==== SOURCE DATA ====
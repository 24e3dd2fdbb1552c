use crate::calc;
use crate::dataset::Dataset;
use crate::ipc::error::HandlerErr;
use crate::ipc::handlers::assignments::CATEGORIES;
use crate::ipc::handlers::records::{self, respond};
use crate::ipc::helpers::{optional_enum, optional_i64, required_f64, required_i64, today};
use crate::ipc::types::{AppState, Request};
use crate::model::{AssignmentCategory, Grade};
use crate::query;
use crate::resolve::{self, GradeKey};
use crate::store::{RecordStore, StoreError};
use serde_json::json;

fn grades(ds: &mut Dataset) -> &mut dyn RecordStore<Grade> {
    ds.grades.as_mut()
}

fn grades_list(state: &mut AppState, req: &Request) -> Result<serde_json::Value, HandlerErr> {
    let student_id = optional_i64(&req.params, "studentId")?;
    let class_id = optional_i64(&req.params, "classId")?;
    let assignments = state.dataset.assignments.list()?;
    let out = query::filter_grades(state.dataset.grades.list()?, &assignments, student_id, class_id);
    Ok(json!({
        "grades": out,
        "revision": state.dataset.revision()
    }))
}

fn grades_upsert(state: &mut AppState, req: &Request) -> Result<serde_json::Value, HandlerErr> {
    let key = GradeKey {
        student_id: required_i64(&req.params, "studentId")?,
        assignment_id: required_i64(&req.params, "assignmentId")?,
    };
    let score = required_f64(&req.params, "score")?;
    let today = today(&req.params)?;

    // An unknown assignment still takes a grade, on the default scale.
    let assignment = match state.dataset.assignments.get(key.assignment_id) {
        Ok(a) => Some(a),
        Err(StoreError::NotFound { .. }) => None,
        Err(e) => return Err(e.into()),
    };
    let upserted = resolve::upsert_grade(
        state.dataset.grades.as_mut(),
        key,
        score,
        assignment.as_ref(),
        today,
    )?;
    let revision = state.dataset.touch();
    Ok(json!({
        "grade": upserted.record,
        "created": upserted.created,
        "revision": revision
    }))
}

fn grades_average(state: &mut AppState, req: &Request) -> Result<serde_json::Value, HandlerErr> {
    let student_id = required_i64(&req.params, "studentId")?;
    let class_id = optional_i64(&req.params, "classId")?;
    let assignments = state.dataset.assignments.list()?;
    let scoped = query::filter_grades(
        state.dataset.grades.list()?,
        &assignments,
        Some(student_id),
        class_id,
    );
    let average = calc::average_percent(&scoped);
    Ok(json!({
        "studentId": student_id,
        "classId": class_id,
        "average": average,
        "letter": average.map(|a| calc::letter_grade(a as f64)),
        "gradeCount": scoped.len()
    }))
}

fn grades_grid(state: &mut AppState, req: &Request) -> Result<serde_json::Value, HandlerErr> {
    let class_id = required_i64(&req.params, "classId")?;
    let category = optional_enum(&req.params, "category", AssignmentCategory::parse, CATEGORIES)?;
    let class = state.dataset.classes.get(class_id)?;
    let grid = calc::class_grade_grid(
        &class,
        &state.dataset.students.list()?,
        &state.dataset.assignments.list()?,
        &state.dataset.grades.list()?,
        category,
    );
    Ok(json!({
        "grid": grid,
        "revision": state.dataset.revision()
    }))
}

fn handle_grades_list(state: &mut AppState, req: &Request) -> serde_json::Value {
    respond(req, grades_list(state, req))
}

fn handle_grades_upsert(state: &mut AppState, req: &Request) -> serde_json::Value {
    respond(req, grades_upsert(state, req))
}

fn handle_grades_average(state: &mut AppState, req: &Request) -> serde_json::Value {
    respond(req, grades_average(state, req))
}

fn handle_grades_grid(state: &mut AppState, req: &Request) -> serde_json::Value {
    respond(req, grades_grid(state, req))
}

pub fn try_handle(state: &mut AppState, req: &Request) -> Option<serde_json::Value> {
    match req.method.as_str() {
        "grades.list" => Some(handle_grades_list(state, req)),
        "grades.get" => Some(records::handle_get(state, req, "grade", grades)),
        "grades.create" => Some(records::handle_create(state, req, "grade", grades)),
        "grades.update" => Some(records::handle_update(state, req, "grade", grades)),
        "grades.delete" => Some(records::handle_delete(state, req, "grade", grades)),
        "grades.upsert" => Some(handle_grades_upsert(state, req)),
        "grades.average" => Some(handle_grades_average(state, req)),
        "grades.grid" => Some(handle_grades_grid(state, req)),
        _ => None,
    }
}
use rusqlite::{Connection, OptionalExtension};
use std::marker::PhantomData;
use std::rc::Rc;

use super::{Record, RecordStore, StoreError, StoreResult};

/// Workspace-backed collection. Each record is one row of `R::TABLE` holding
/// its JSON document; the table layout is created by `db::open_db`.
pub struct SqliteStore<R> {
    conn: Rc<Connection>,
    _record: PhantomData<R>,
}

impl<R: Record> SqliteStore<R> {
    pub fn new(conn: Rc<Connection>) -> Self {
        Self {
            conn,
            _record: PhantomData,
        }
    }

    fn decode(body: &str) -> StoreResult<R> {
        Ok(serde_json::from_str(body)?)
    }
}

impl<R: Record> RecordStore<R> for SqliteStore<R> {
    fn list(&self) -> StoreResult<Vec<R>> {
        let sql = format!("SELECT body FROM {} ORDER BY id", R::TABLE);
        let mut stmt = self.conn.prepare(&sql)?;
        let bodies = stmt
            .query_map([], |r| r.get::<_, String>(0))?
            .collect::<Result<Vec<_>, _>>()?;
        bodies.iter().map(|b| Self::decode(b)).collect()
    }

    fn get(&self, id: i64) -> StoreResult<R> {
        let sql = format!("SELECT body FROM {} WHERE id = ?", R::TABLE);
        let body: Option<String> = self
            .conn
            .query_row(&sql, [id], |r| r.get(0))
            .optional()?;
        match body {
            Some(b) => Self::decode(&b),
            None => Err(StoreError::not_found::<R>(id)),
        }
    }

    fn create(&mut self, mut draft: R) -> StoreResult<R> {
        draft.validate()?;
        // A dataset-wide transaction may already be open.
        let tx = if self.conn.is_autocommit() {
            Some(self.conn.unchecked_transaction()?)
        } else {
            None
        };
        self.ensure_key_free(&draft, None)?;
        let id: i64 = self.conn.query_row(
            &format!("SELECT COALESCE(MAX(id), 0) + 1 FROM {}", R::TABLE),
            [],
            |r| r.get(0),
        )?;
        draft.set_id(id);
        let body = serde_json::to_string(&draft)?;
        self.conn.execute(
            &format!("INSERT INTO {}(id, body) VALUES(?, ?)", R::TABLE),
            (id, &body),
        )?;
        if let Some(tx) = tx {
            tx.commit()?;
        }
        Ok(draft)
    }

    fn save(&mut self, record: R) -> StoreResult<R> {
        record.validate()?;
        self.ensure_key_free(&record, Some(record.id()))?;
        let body = serde_json::to_string(&record)?;
        let changed = self.conn.execute(
            &format!("UPDATE {} SET body = ? WHERE id = ?", R::TABLE),
            (&body, record.id()),
        )?;
        if changed == 0 {
            return Err(StoreError::not_found::<R>(record.id()));
        }
        Ok(record)
    }

    fn delete(&mut self, id: i64) -> StoreResult<R> {
        let existing = self.get(id)?;
        self.conn.execute(
            &format!("DELETE FROM {} WHERE id = ?", R::TABLE),
            [id],
        )?;
        Ok(existing)
    }

    fn count(&self) -> StoreResult<usize> {
        let n: i64 = self.conn.query_row(
            &format!("SELECT COUNT(*) FROM {}", R::TABLE),
            [],
            |r| r.get(0),
        )?;
        Ok(n.max(0) as usize)
    }
}

#[cfg(test)]
mod tests {
    use super::*;
    use crate::db;
    use crate::model::{Assignment, AssignmentCategory, Grade};
    use chrono::NaiveDate;
    use serde_json::json;

    fn store() -> SqliteStore<Assignment> {
        let conn = Connection::open_in_memory().expect("open sqlite");
        db::ensure_schema(&conn).expect("schema");
        SqliteStore::new(Rc::new(conn))
    }

    fn assignment(name: &str) -> Assignment {
        Assignment {
            id: 0,
            name: name.to_string(),
            category: AssignmentCategory::Quiz,
            max_score: 20.0,
            class_id: 1,
            date: None,
        }
    }

    #[test]
    fn crud_roundtrip_through_json_rows() {
        let mut s = store();
        let a = s.create(assignment("Quiz 1")).expect("create");
        let b = s.create(assignment("Quiz 2")).expect("create");
        assert_eq!((a.id, b.id), (1, 2));

        let updated = s
            .update(a.id, &json!({ "maxScore": 25.0 }))
            .expect("update");
        assert_eq!(updated.max_score, 25.0);
        assert_eq!(s.get(a.id).expect("get").max_score, 25.0);

        let names: Vec<String> = s.list().expect("list").into_iter().map(|x| x.name).collect();
        assert_eq!(names, vec!["Quiz 1", "Quiz 2"]);

        s.delete(b.id).expect("delete");
        assert_eq!(s.count().expect("count"), 1);
        assert_eq!(s.create(assignment("Quiz 3")).expect("create").id, 2);
    }

    #[test]
    fn missing_rows_are_not_found() {
        let mut s = store();
        assert!(matches!(s.get(5), Err(StoreError::NotFound { kind: "assignment", id: 5 })));
        assert!(matches!(
            s.update(5, &json!({ "name": "x" })),
            Err(StoreError::NotFound { .. })
        ));
        assert!(matches!(s.delete(5), Err(StoreError::NotFound { .. })));
        assert_eq!(s.count().expect("count"), 0);
    }

    #[test]
    fn grade_key_collisions_are_rejected() {
        let conn = Connection::open_in_memory().expect("open sqlite");
        db::ensure_schema(&conn).expect("schema");
        let mut grades: SqliteStore<Grade> = SqliteStore::new(Rc::new(conn));
        let grade = |assignment_id: i64| Grade {
            id: 0,
            student_id: 1,
            assignment_id,
            score: 50.0,
            max_score: 100.0,
            date: NaiveDate::from_ymd_opt(2024, 9, 3).expect("date"),
            category: AssignmentCategory::Quiz,
        };
        grades.create(grade(1)).expect("create");
        assert!(matches!(
            grades.create(grade(1)),
            Err(StoreError::Duplicate { kind: "grade", existing: 1 })
        ));
        let second = grades.create(grade(2)).expect("create");
        assert!(matches!(
            grades.update(second.id, &json!({ "assignmentId": 1 })),
            Err(StoreError::Duplicate { .. })
        ));
        assert_eq!(grades.count().expect("count"), 2);
    }

    #[test]
    fn invalid_drafts_are_not_written() {
        let mut s = store();
        let mut bad = assignment("Broken");
        bad.max_score = 0.0;
        assert!(matches!(s.create(bad), Err(StoreError::Validation { .. })));
        assert_eq!(s.count().expect("count"), 0);
    }
}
====
> PROBLEM DESCRIPTION: Extract every line above that contains the word "existing".

> EXERCISE SOLUTION:
        let existing = self.get(id)?;
        Ok(existing)
            Err(StoreError::Duplicate { kind: "grade", existing: 1 })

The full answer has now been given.